Exercise goal →
Please report every line in the material below where the word "pixels" is found.

(Excerpted data Opens)

//! Annotation model
//!
//! Validated annotation entities and their type-specific payloads.

mod payload;
mod types;

pub use payload::{
    validate_color, AnnotationData, AnnotationType, CommentData, HighlightData, ScreenshotData,
    UnderlineData,
};
pub use types::{Annotation, AnnotationChanges, AnnotationDraft, Comment};
//! Screenshot tool
//!
//! Captures a rectangular page region through an external capturer and
//! stores it as a screenshot annotation framed on the page.

use std::sync::atomic::{AtomicBool, Ordering};
use std::sync::Arc;

use async_trait::async_trait;
use parking_lot::RwLock;

use crate::annotations::{
    Annotation, AnnotationChanges, AnnotationData, AnnotationDraft, AnnotationType, ScreenshotData,
};
use crate::events::SubscriptionId;
use crate::geometry::{GeometryEngine, PercentRect, Rect};

use super::sync::OverlaySync;
use super::{excerpt, AnnotationCard, Surface, Tool, ToolButton, ToolContext, ToolError, ToolKind};

const OWNED: &[AnnotationType] = &[AnnotationType::Screenshot];

/// Pixel capture backend
#[async_trait]
pub trait ScreenshotCapturer: Send + Sync {
    /// Capture `region` (page-relative pixels) of a page, returning an image
    /// reference such as a data URL
    async fn capture(&self, page: u32, region: Rect) -> Result<String, ToolError>;
}

#[derive(Clone)]
pub struct ScreenshotTool {
    inner: Arc<ScreenshotInner>,
}

struct ScreenshotInner {
    capturer: Arc<dyn ScreenshotCapturer>,
    active: AtomicBool,
    bound: RwLock<Option<Bound>>,
}

struct Bound {
    context: ToolContext,
    sync: Arc<OverlaySync>,
    subscriptions: Vec<SubscriptionId>,
}

impl ScreenshotTool {
    pub fn new(capturer: Arc<dyn ScreenshotCapturer>) -> Self {
        Self {
            inner: Arc::new(ScreenshotInner {
                capturer,
                active: AtomicBool::new(false),
                bound: RwLock::new(None),
            }),
        }
    }

    pub fn engine(&self) -> Option<Arc<GeometryEngine<dyn Surface>>> {
        self.inner.bound.read().as_ref().map(|b| b.sync.engine().clone())
    }

    fn context(&self) -> Result<ToolContext, ToolError> {
        self.inner
            .bound
            .read()
            .as_ref()
            .map(|b| b.context.clone())
            .ok_or_else(|| ToolError::NotInitialized(self.name().to_string()))
    }

    /// Capture a region of a rendered page and store it
    pub async fn capture_region(
        &self,
        page: u32,
        region: PercentRect,
        caption: Option<&str>,
    ) -> Result<Annotation, ToolError> {
        let context = self.context()?;
        if !self.is_active() {
            return Err(ToolError::Inactive(self.name().to_string()));
        }
        if !(region.has_area() && region.is_within_page()) {
            return Err(ToolError::InvalidInput(
                "region must have area and lie within the page".to_string(),
            ));
        }
        let page_box = context
            .surface
            .page_rect(page)
            .ok_or_else(|| ToolError::InvalidInput(format!("page {} is not rendered", page)))?;

        let pixels = region.to_pixels(page_box.width, page_box.height);
        let image = self.inner.capturer.capture(page, pixels).await?;
        tracing::debug!("Captured {}x{} px on page {}", pixels.width, pixels.height, page);

        let data = AnnotationData::Screenshot(ScreenshotData {
            rect: Some(region),
            image_data: Some(image),
            caption: caption.map(str::to_string).filter(|c| !c.trim().is_empty()),
        });
        let annotation = context.store.create(AnnotationDraft::new(page, data)).await?;
        Ok(annotation)
    }

    /// Replace or clear the caption of a screenshot annotation
    pub async fn set_caption(&self, id: &str, caption: Option<&str>) -> Result<Annotation, ToolError> {
        let context = self.context()?;
        let annotation = context
            .store
            .get(id)
            .ok_or_else(|| crate::store::StoreError::NotFound(id.to_string()))?;

        let mut data = match annotation.data() {
            AnnotationData::Screenshot(d) => d.clone(),
            other => {
                return Err(ToolError::InvalidInput(format!(
                    "{} is a {} annotation",
                    id,
                    other.annotation_type()
                )))
            }
        };
        data.caption = caption.map(str::to_string).filter(|c| !c.trim().is_empty());

        let changes = AnnotationChanges::data(AnnotationData::Screenshot(data));
        Ok(context.store.update(id, changes).await?)
    }
}

impl Tool for ScreenshotTool {
    fn kind(&self) -> ToolKind {
        ToolKind::Screenshot
    }

    fn name(&self) -> &str {
        "screenshot"
    }

    fn display_name(&self) -> &str {
        "Screenshot"
    }

    fn icon(&self) -> &str {
        "crop"
    }

    fn version(&self) -> &str {
        "1.0.0"
    }

    fn dependencies(&self) -> Vec<String> {
        vec!["annotation-store".to_string(), "render-surface".to_string()]
    }

    fn initialize(&self, context: &ToolContext) -> Result<(), ToolError> {
        if self.inner.bound.read().is_some() {
            return Ok(());
        }
        let sync = Arc::new(OverlaySync::new(
            OWNED,
            Arc::new(context.geometry_engine()),
            context.store.clone(),
        ));
        let subscriptions = sync.subscribe(&context.bus);
        sync.sync_all();

        *self.inner.bound.write() = Some(Bound {
            context: context.clone(),
            sync,
            subscriptions,
        });
        Ok(())
    }

    fn activate(&self) -> Result<(), ToolError> {
        self.context()?;
        self.inner.active.store(true, Ordering::SeqCst);
        Ok(())
    }

    fn deactivate(&self) {
        self.inner.active.store(false, Ordering::SeqCst);
    }

    fn is_active(&self) -> bool {
        self.inner.active.load(Ordering::SeqCst)
    }

    fn create_tool_button(&self) -> ToolButton {
        ToolButton {
            name: self.name().to_string(),
            label: self.display_name().to_string(),
            icon: self.icon().to_string(),
            active: self.is_active(),
        }
    }

    fn create_annotation_card(&self, annotation: &Annotation) -> Option<AnnotationCard> {
        let data = match annotation.data() {
            AnnotationData::Screenshot(d) => d,
            _ => return None,
        };
        Some(AnnotationCard {
            annotation_id: annotation.id().to_string(),
            tool: self.kind(),
            page_number: annotation.page_number(),
            title: "Screenshot".to_string(),
            excerpt: excerpt(data.caption.as_deref().unwrap_or_default(), 120),
            color: None,
            comment_count: annotation.comments().len(),
        })
    }

    fn destroy(&self) {
        self.deactivate();
        let bound = self.inner.bound.write().take();
        if let Some(bound) = bound {
            for id in bound.subscriptions {
                bound.context.bus.off(id);
            }
            bound.sync.engine().clear();
        }
    }
}
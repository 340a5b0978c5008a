//! Error types for the annotation subsystem
//!
//! Three failure families cross component boundaries:
//!
//! - [`ValidationError`]: an annotation payload does not satisfy its
//!   type-specific schema. Raised synchronously, never sent to the network.
//! - [`PersistenceError`]: transport failure or timeout. Caught at the store
//!   boundary and reported as a `*:failed` event.
//! - [`RenderAnchorError`]: the target page is not part of the surface.
//!   Rendering is skipped and retried when the page renders again.

use std::time::Duration;

use thiserror::Error;

use crate::config::ConfigError;
use crate::store::StoreError;
use crate::store::TransportError;
use crate::tools::{RegistryError, ToolError};

/// Crate-wide result type
pub type Result<T> = std::result::Result<T, AnnotatorError>;

/// Top-level error type
#[derive(Error, Debug)]
pub enum AnnotatorError {
    #[error("Validation error: {0}")]
    Validation(#[from] ValidationError),

    #[error("Persistence error: {0}")]
    Persistence(#[from] PersistenceError),

    #[error("Render anchor error: {0}")]
    RenderAnchor(#[from] RenderAnchorError),

    #[error("Store error: {0}")]
    Store(#[from] StoreError),

    #[error("Registry error: {0}")]
    Registry(#[from] RegistryError),

    #[error("Tool error: {0}")]
    Tool(#[from] ToolError),

    #[error("Configuration error: {0}")]
    Config(#[from] ConfigError),

    #[error("JSON error: {0}")]
    Json(#[from] serde_json::Error),
}

/// Annotation payload failed its schema
#[derive(Error, Debug, Clone, PartialEq)]
pub enum ValidationError {
    #[error("missing required field `{0}`")]
    MissingField(&'static str),

    #[error("invalid field `{field}`: {reason}")]
    InvalidField { field: &'static str, reason: String },

    #[error("data of type `{actual}` does not match annotation type `{expected}`")]
    TypeMismatch {
        expected: &'static str,
        actual: &'static str,
    },

    #[error("unknown annotation type `{0}`")]
    UnknownType(String),

    #[error("malformed payload: {0}")]
    Malformed(String),
}

impl ValidationError {
    pub fn invalid(field: &'static str, reason: impl Into<String>) -> Self {
        Self::InvalidField {
            field,
            reason: reason.into(),
        }
    }

    /// Name of the offending field, when the error is tied to one
    pub fn field(&self) -> Option<&'static str> {
        match self {
            Self::MissingField(field) => Some(field),
            Self::InvalidField { field, .. } => Some(field),
            Self::TypeMismatch { .. } => Some("data"),
            Self::UnknownType(_) => Some("type"),
            Self::Malformed(_) => None,
        }
    }
}

/// Remote persistence failure
#[derive(Error, Debug, Clone)]
pub enum PersistenceError {
    #[error("{operation} timed out after {}ms", after.as_millis())]
    Timeout {
        operation: &'static str,
        after: Duration,
    },

    #[error("{operation} failed: {source}")]
    Transport {
        operation: &'static str,
        #[source]
        source: TransportError,
    },

    #[error("{operation} returned an unexpected response: {reason}")]
    BadResponse {
        operation: &'static str,
        reason: String,
    },
}

/// Target page is not present on the surface
#[derive(Error, Debug, Clone, PartialEq)]
pub enum RenderAnchorError {
    #[error("page {0} is not rendered")]
    PageNotRendered(u32),

    #[error("text layer of page {0} is not available")]
    TextLayerMissing(u32),

    #[error("annotation {0} produced no drawable geometry")]
    NoGeometry(String),
}

#[cfg(test)]
mod tests {
    use super::*;

    #[test]
    fn test_validation_error_names_field() {
        let err = ValidationError::MissingField("textRanges");
        assert_eq!(err.field(), Some("textRanges"));
        assert!(err.to_string().contains("textRanges"));

        let err = ValidationError::invalid("color", "expected a hex color");
        assert_eq!(err.field(), Some("color"));
        assert!(err.to_string().contains("expected a hex color"));
    }

    #[test]
    fn test_persistence_error_message() {
        let err = PersistenceError::Timeout {
            operation: "create",
            after: Duration::from_secs(8),
        };
        assert_eq!(err.to_string(), "create timed out after 8000ms");
    }
}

(Excerpted data Closes)

Exercise output →
    /// Capture `region` (page-relative pixels) of a page, returning an image
        let pixels = region.to_pixels(page_box.width, page_box.height);
        let image = self.inner.capturer.capture(page, pixels).await?;
        tracing::debug!("Captured {}x{} px on page {}", pixels.width, pixels.height, page);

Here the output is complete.